Dalam aksi tersebut, GPM mendesak Kementerian ESDM untuk segera mencabut izin usaha pertambangan PT. Jaya Abadi Semesta (JAS) dan PT. Alam Raya Abadi (ARA) yang dituding mencemari lahan pertanian dan sungai di kawasan Wasilei.
Menurut Ketua GPM Maluku Utara, Hartono, lahan sawah seluas 30 hektare milik warga telah rusak parah akibat aktivitas dua perusahaan nikel itu.
“Air sungai tercemar, sawah warga rusak. Ini bukan hanya soal lingkungan, tapi juga soal hak hidup masyarakat yang terampas,” tegas Hartono dalam orasinya di depan Polda Malut.
Tak hanya soal lingkungan, GPM juga mengungkap dugaan penjualan ilegal 90 ribu metric ton ore nikel oleh PT. Wana Kencana Mineral (WKM) yang diduga menyebabkan kerugian negara hingga Rp 30 miliar.
Ore tersebut disebut milik PT. Kemakmuran Pertiwi Tambang (KPT) yang IUP-nya telah dicabut, namun tetap diperdagangkan oleh PT. WKM.
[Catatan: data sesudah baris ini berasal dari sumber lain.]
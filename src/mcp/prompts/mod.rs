//! Prompt catalog and dispatch.
//!
//! Generators are pure functions of their arguments. Omitted optional
//! arguments fall back to documented defaults; the only error paths are
//! an unknown prompt name and a missing required argument.

mod templates;

#[cfg(test)]
mod prompts_test;

use std::collections::HashMap;

use miette::Diagnostic;
use thiserror::Error;

#[derive(Debug, Error, Diagnostic)]
pub enum PromptError {
    #[error("unknown prompt: {name}")]
    #[diagnostic(
        code(taskdeck::prompts::unknown),
        help("list_prompts enumerates the available prompt names")
    )]
    Unknown { name: String },

    #[error("{argument} is required for prompt {prompt}")]
    #[diagnostic(code(taskdeck::prompts::missing_argument))]
    MissingArgument {
        prompt: &'static str,
        argument: &'static str,
    },
}

/// One argument a prompt accepts.
pub struct ArgSpec {
    pub name: &'static str,
    pub description: &'static str,
    pub required: bool,
}

/// One entry in the prompt catalog.
pub struct PromptSpec {
    pub name: &'static str,
    pub description: &'static str,
    pub args: &'static [ArgSpec],
}

/// Every prompt this server exposes, in a fixed listing order.
pub fn catalog() -> &'static [PromptSpec] {
    &[
        PromptSpec {
            name: "create_task_guide",
            description: "Step-by-step guidance for creating a well-formed task",
            args: &[
                ArgSpec {
                    name: "task_name",
                    description: "Name of the task being created",
                    required: true,
                },
                ArgSpec {
                    name: "complexity",
                    description: "simple, medium, or complex (default: medium)",
                    required: false,
                },
            ],
        },
        PromptSpec {
            name: "task_status_review",
            description: "Checklist for reviewing a task status transition",
            args: &[
                ArgSpec {
                    name: "task_id",
                    description: "Task under review",
                    required: true,
                },
                ArgSpec {
                    name: "current_status",
                    description: "Status the task currently has",
                    required: false,
                },
                ArgSpec {
                    name: "new_status",
                    description: "Status the task is moving to",
                    required: false,
                },
            ],
        },
        PromptSpec {
            name: "daily_standup",
            description: "Template for preparing a daily standup report",
            args: &[
                ArgSpec {
                    name: "user_id",
                    description: "User the standup is for",
                    required: true,
                },
                ArgSpec {
                    name: "standup_type",
                    description: "individual or team (default: individual)",
                    required: false,
                },
                ArgSpec {
                    name: "planning_horizon",
                    description: "today or week (default: today)",
                    required: false,
                },
            ],
        },
        PromptSpec {
            name: "project_kickoff",
            description: "Agenda and task seeding plan for a project kickoff",
            args: &[
                ArgSpec {
                    name: "project_name",
                    description: "Name of the project being started",
                    required: true,
                },
                ArgSpec {
                    name: "project_type",
                    description: "software, research, or general (default: general)",
                    required: false,
                },
                ArgSpec {
                    name: "duration",
                    description: "Expected duration, free text",
                    required: false,
                },
                ArgSpec {
                    name: "team_size",
                    description: "small, medium, or large (default: small)",
                    required: false,
                },
            ],
        },
        PromptSpec {
            name: "project_retrospective",
            description: "Structure for running a project retrospective",
            args: &[
                ArgSpec {
                    name: "project_id",
                    description: "Project being reviewed",
                    required: true,
                },
                ArgSpec {
                    name: "review_period",
                    description: "sprint, month, or quarter (default: sprint)",
                    required: false,
                },
                ArgSpec {
                    name: "project_outcome",
                    description: "Outcome summary, free text",
                    required: false,
                },
            ],
        },
        PromptSpec {
            name: "task_breakdown",
            description: "Guide for splitting a large task into subtasks",
            args: &[
                ArgSpec {
                    name: "parent_task",
                    description: "Task to break down",
                    required: true,
                },
                ArgSpec {
                    name: "timeline",
                    description: "Target timeline, free text",
                    required: false,
                },
                ArgSpec {
                    name: "team_size",
                    description: "Number of people available, free text",
                    required: false,
                },
            ],
        },
        PromptSpec {
            name: "task_handoff",
            description: "Checklist for handing a task from one person to another",
            args: &[
                ArgSpec {
                    name: "task_id",
                    description: "Task being handed off",
                    required: true,
                },
                ArgSpec {
                    name: "from_user",
                    description: "Current owner",
                    required: true,
                },
                ArgSpec {
                    name: "to_user",
                    description: "New owner",
                    required: true,
                },
            ],
        },
    ]
}

/// Render a prompt by name.
pub fn render(name: &str, args: &HashMap<String, String>) -> Result<String, PromptError> {
    let required = |argument: &'static str| -> Result<&str, PromptError> {
        args.get(argument)
            .map(String::as_str)
            .filter(|v| !v.trim().is_empty())
            .ok_or(PromptError::MissingArgument {
                prompt: spec_name(name),
                argument,
            })
    };
    let optional =
        |argument: &str, default: &'static str| -> String {
            args.get(argument)
                .filter(|v| !v.trim().is_empty())
                .cloned()
                .unwrap_or_else(|| default.to_string())
        };

    match name {
        "create_task_guide" => Ok(templates::create_task_guide(
            required("task_name")?,
            &optional("complexity", "medium"),
        )),
        "task_status_review" => Ok(templates::task_status_review(
            required("task_id")?,
            &optional("current_status", "unknown"),
            &optional("new_status", "unchanged"),
        )),
        "daily_standup" => Ok(templates::daily_standup(
            required("user_id")?,
            &optional("standup_type", "individual"),
            &optional("planning_horizon", "today"),
        )),
        "project_kickoff" => Ok(templates::project_kickoff(
            required("project_name")?,
            &optional("project_type", "general"),
            &optional("duration", "unspecified"),
            &optional("team_size", "small"),
        )),
        "project_retrospective" => Ok(templates::project_retrospective(
            required("project_id")?,
            &optional("review_period", "sprint"),
            &optional("project_outcome", "not stated"),
        )),
        "task_breakdown" => Ok(templates::task_breakdown(
            required("parent_task")?,
            &optional("timeline", "unspecified"),
            &optional("team_size", "unspecified"),
        )),
        "task_handoff" => Ok(templates::task_handoff(
            required("task_id")?,
            required("from_user")?,
            required("to_user")?,
        )),
        _ => Err(PromptError::Unknown {
            name: name.to_string(),
        }),
    }
}

/// Map a runtime name back to the catalog's static name for error reporting.
fn spec_name(name: &str) -> &'static str {
    catalog()
        .iter()
        .map(|spec| spec.name)
        .find(|spec| *spec == name)
        .unwrap_or("unknown")
}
“Ini pelanggaran hukum berat. Kami minta Bupati dan Sekda Halmahera Timur segera diperiksa karena diduga ikut terlibat dalam konspirasi dengan PT. WKM,” ujar Hartono.
Ia menambahkan bahwa laporan hasil verifikasi menunjukkan kuatnya indikasi penyimpangan dalam transaksi tersebut.
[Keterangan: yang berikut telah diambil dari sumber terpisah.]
//! Dashboard formatters: system-wide, per-user, and per-project rollups.

use chrono::{DateTime, Utc};

use crate::format::stats::{TaskStats, top_n};
use crate::format::tasks::{push_breakdowns, push_summary, task_line};
use crate::format::text::{
    NONE_PLACEHOLDER, PROJECT_DESCRIPTION_LIMIT, RECENT_LIMIT, push_truncated_list, truncate_text,
};
use crate::models::{Project, Task};

/// System-wide rollup over every project and task.
pub fn system_dashboard(tasks: &[Task], projects: &[Project], now: DateTime<Utc>) -> String {
    let stats = TaskStats::compute(tasks, now);
    let mut out = String::new();
    out.push_str("# System Dashboard\n\n");
    out.push_str(&format!("Total Projects: {}\n", projects.len()));
    push_summary(&mut out, &stats);

    out.push_str("\n## By Status\n");
    for (status, count) in &stats.by_status {
        out.push_str(&format!("- {status}: {count}\n"));
    }

    out.push_str("\n## Top Assignees\n");
    for (assignee, count) in top_n(&stats.by_assignee, 5) {
        out.push_str(&format!("- {assignee}: {count}\n"));
    }

    out.push_str("\n## Recent Tasks\n");
    push_truncated_list(&mut out, tasks, RECENT_LIMIT, "tasks", task_line);
    out
}

/// Rollup over the tasks assigned to one user.
pub fn user_dashboard(user_id: &str, tasks: &[Task], now: DateTime<Utc>) -> String {
    let stats = TaskStats::compute(tasks, now);
    let mut out = String::new();
    out.push_str(&format!("# Dashboard for {user_id}\n\n"));
    push_summary(&mut out, &stats);
    push_breakdowns(&mut out, &stats);

    out.push_str("\n## Recent Tasks\n");
    push_truncated_list(&mut out, tasks, RECENT_LIMIT, "tasks", task_line);
    out
}

/// Rollup for one project and its tasks.
pub fn project_dashboard(project: &Project, tasks: &[Task], now: DateTime<Utc>) -> String {
    let stats = TaskStats::compute(tasks, now);
    let mut out = String::new();
    out.push_str(&format!("# Project Dashboard: {}\n\n", project.name));
    out.push_str(&format!("ID: {}\n", project.id));
    match project.description.as_deref().filter(|d| !d.is_empty()) {
        Some(description) => out.push_str(&format!(
            "Description: {}\n",
            truncate_text(description, PROJECT_DESCRIPTION_LIMIT)
        )),
        None => out.push_str(&format!("Description: {NONE_PLACEHOLDER}\n")),
    }
    out.push('\n');
    push_summary(&mut out, &stats);
    push_breakdowns(&mut out, &stats);

    out.push_str("\n## Recent Tasks\n");
    push_truncated_list(&mut out, tasks, RECENT_LIMIT, "tasks", task_line);
    out
}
Lebih lanjut, GPM juga menyoroti aktivitas pencucian alat berat milik PT. Amin yang dilakukan di aliran sungai tanpa sistem pengelolaan limbah yang memadai. Akibatnya, air sungai yang sebelumnya jernih kini keruh dan dicurigai mengandung zat berbahaya bagi lingkungan dan warga sekitar.
“Ini bentuk nyata pengabaian terhadap keselamatan lingkungan. Kami minta Polda Malut segera menyelidiki pencemaran ini dan menindak tegas pihak perusahaan,” tambahnya.
Selain persoalan tambang dan lingkungan, GPM juga menuntut Kejati Malut mengusut penggunaan dana COVID-19 Halmahera Timur sebesar Rp 28 miliar.
Mereka meminta pemeriksaan mendalam terhadap Sekda Hal-Tim yang diduga menyalahgunakan wewenang.
Tak berhenti di situ, GPM juga mengungkap dugaan bahwa PT. Forwar Matrics Indonesia (FMI) beroperasi tanpa IUP dan AMDAL yang sah.
Mereka mendesak Polda Malut untuk memanggil Bupati dan Sekda guna dimintai keterangan, serta mengungkap dugaan praktik suap dan gratifikasi antara PT. FMI dan pejabat setempat.
Dengan lantang, GPM meminta Gubernur Maluku Utara agar segera mengeluarkan rekomendasi kepada Kementerian ESDM dan KLHK untuk mengevaluasi seluruh perusahaan tambang bermasalah, serta mendorong inspektur tambang agar menerbitkan rekomendasi hukum pencabutan izin usaha bagi perusahaan-perusahaan yang terbukti melanggar.